──────── Extracted entries ────────

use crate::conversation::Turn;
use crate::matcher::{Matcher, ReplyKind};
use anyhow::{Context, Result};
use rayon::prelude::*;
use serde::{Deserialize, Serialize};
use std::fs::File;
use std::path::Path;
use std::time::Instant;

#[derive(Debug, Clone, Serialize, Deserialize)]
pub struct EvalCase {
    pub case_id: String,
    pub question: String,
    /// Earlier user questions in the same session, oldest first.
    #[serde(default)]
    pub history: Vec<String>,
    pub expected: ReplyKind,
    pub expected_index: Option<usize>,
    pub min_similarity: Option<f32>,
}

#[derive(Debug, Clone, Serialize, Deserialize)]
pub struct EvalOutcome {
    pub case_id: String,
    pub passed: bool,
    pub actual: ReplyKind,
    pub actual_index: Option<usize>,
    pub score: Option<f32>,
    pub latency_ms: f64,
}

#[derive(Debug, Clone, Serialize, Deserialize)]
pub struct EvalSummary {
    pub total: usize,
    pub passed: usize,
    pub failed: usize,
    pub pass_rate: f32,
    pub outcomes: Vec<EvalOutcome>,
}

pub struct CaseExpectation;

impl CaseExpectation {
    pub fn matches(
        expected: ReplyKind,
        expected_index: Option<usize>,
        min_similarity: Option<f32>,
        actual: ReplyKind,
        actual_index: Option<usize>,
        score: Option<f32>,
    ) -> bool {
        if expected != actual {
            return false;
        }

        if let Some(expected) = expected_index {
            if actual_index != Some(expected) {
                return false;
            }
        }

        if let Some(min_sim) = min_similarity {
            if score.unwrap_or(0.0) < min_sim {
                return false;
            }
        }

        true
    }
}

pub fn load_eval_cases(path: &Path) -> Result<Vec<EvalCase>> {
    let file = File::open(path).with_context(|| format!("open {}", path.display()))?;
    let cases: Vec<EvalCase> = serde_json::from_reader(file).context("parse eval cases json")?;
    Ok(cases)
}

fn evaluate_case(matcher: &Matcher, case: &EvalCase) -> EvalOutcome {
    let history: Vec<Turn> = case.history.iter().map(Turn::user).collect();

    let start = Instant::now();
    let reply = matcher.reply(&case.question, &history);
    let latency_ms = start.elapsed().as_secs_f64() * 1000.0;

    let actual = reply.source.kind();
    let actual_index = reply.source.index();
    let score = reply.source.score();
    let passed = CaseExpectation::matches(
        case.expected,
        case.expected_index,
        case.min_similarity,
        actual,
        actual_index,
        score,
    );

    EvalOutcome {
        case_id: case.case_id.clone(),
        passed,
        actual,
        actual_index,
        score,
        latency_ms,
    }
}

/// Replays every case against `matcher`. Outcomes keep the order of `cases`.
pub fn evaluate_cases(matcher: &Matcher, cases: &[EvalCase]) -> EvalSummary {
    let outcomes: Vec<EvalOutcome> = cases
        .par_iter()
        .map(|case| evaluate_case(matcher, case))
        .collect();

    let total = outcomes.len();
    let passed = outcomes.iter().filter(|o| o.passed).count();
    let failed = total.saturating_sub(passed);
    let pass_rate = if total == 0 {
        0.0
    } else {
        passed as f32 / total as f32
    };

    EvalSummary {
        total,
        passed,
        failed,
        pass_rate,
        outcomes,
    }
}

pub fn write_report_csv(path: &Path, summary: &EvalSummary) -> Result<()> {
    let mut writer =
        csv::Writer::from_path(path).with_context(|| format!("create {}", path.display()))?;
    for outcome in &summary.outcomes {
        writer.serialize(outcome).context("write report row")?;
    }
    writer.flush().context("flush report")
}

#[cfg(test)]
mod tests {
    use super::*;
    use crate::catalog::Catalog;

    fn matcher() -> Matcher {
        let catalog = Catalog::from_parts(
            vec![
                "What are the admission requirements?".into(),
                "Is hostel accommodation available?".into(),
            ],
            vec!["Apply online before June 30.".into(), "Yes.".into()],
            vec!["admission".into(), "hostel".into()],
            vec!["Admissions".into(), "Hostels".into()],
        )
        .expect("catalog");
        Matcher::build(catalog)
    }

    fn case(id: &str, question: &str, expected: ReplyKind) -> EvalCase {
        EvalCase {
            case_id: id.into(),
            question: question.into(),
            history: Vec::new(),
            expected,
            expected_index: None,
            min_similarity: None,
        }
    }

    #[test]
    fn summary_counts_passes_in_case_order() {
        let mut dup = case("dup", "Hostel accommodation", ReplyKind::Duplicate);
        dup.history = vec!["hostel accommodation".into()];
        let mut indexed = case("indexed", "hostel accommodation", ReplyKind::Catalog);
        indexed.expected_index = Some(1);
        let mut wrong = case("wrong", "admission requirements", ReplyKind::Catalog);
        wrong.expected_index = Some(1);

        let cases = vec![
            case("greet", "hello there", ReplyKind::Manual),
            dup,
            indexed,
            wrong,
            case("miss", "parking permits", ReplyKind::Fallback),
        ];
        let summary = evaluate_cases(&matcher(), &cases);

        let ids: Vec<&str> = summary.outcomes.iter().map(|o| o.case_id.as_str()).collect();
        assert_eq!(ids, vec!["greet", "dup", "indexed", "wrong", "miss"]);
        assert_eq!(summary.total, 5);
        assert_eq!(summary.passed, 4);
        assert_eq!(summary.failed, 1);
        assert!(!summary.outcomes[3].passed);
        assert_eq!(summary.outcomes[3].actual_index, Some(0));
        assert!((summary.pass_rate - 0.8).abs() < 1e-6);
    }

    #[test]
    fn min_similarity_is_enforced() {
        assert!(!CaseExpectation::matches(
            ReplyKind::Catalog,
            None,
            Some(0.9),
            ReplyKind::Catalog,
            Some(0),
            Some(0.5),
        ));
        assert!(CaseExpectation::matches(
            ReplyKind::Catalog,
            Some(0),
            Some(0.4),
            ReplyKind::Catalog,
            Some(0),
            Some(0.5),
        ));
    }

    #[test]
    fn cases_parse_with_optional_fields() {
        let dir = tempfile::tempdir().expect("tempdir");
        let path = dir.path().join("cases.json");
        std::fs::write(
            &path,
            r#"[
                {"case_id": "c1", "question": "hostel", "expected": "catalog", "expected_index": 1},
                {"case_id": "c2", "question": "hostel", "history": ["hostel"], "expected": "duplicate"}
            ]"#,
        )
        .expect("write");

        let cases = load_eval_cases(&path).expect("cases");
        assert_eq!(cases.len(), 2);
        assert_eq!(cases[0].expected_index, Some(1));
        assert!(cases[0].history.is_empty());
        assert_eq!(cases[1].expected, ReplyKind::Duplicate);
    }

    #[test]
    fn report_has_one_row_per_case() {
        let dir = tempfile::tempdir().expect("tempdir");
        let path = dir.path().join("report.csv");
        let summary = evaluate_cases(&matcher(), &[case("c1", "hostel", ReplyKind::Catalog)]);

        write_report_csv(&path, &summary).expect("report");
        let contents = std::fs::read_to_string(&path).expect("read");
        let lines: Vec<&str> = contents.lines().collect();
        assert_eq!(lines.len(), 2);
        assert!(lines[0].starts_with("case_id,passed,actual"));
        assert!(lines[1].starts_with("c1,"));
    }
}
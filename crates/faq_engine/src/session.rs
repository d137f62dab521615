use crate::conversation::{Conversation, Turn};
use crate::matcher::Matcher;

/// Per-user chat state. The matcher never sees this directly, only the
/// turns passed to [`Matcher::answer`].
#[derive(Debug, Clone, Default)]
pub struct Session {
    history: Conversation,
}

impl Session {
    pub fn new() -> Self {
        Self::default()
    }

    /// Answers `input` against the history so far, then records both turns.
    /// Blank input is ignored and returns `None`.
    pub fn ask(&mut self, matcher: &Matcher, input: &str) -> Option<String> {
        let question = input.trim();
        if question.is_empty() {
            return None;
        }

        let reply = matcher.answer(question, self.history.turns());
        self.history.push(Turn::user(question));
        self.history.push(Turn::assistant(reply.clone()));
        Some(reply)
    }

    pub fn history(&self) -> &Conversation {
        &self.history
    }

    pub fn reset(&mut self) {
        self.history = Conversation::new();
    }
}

────────

* [Your goal]: Produce an exact copy of each line from the one holding "directly, only the" through the last line of the records, both included, and nothing more.

* [Response to the exercise]:
/// Per-user chat state. The matcher never sees this directly, only the
/// turns passed to [`Matcher::answer`].
#[derive(Debug, Clone, Default)]
pub struct Session {
    history: Conversation,
}

impl Session {
    pub fn new() -> Self {
        Self::default()
    }

    /// Answers `input` against the history so far, then records both turns.
    /// Blank input is ignored and returns `None`.
    pub fn ask(&mut self, matcher: &Matcher, input: &str) -> Option<String> {
        let question = input.trim();
        if question.is_empty() {
            return None;
        }

        let reply = matcher.answer(question, self.history.turns());
        self.history.push(Turn::user(question));
        self.history.push(Turn::assistant(reply.clone()));
        Some(reply)
    }

    pub fn history(&self) -> &Conversation {
        &self.history
    }

    pub fn reset(&mut self) {
        self.history = Conversation::new();
    }
}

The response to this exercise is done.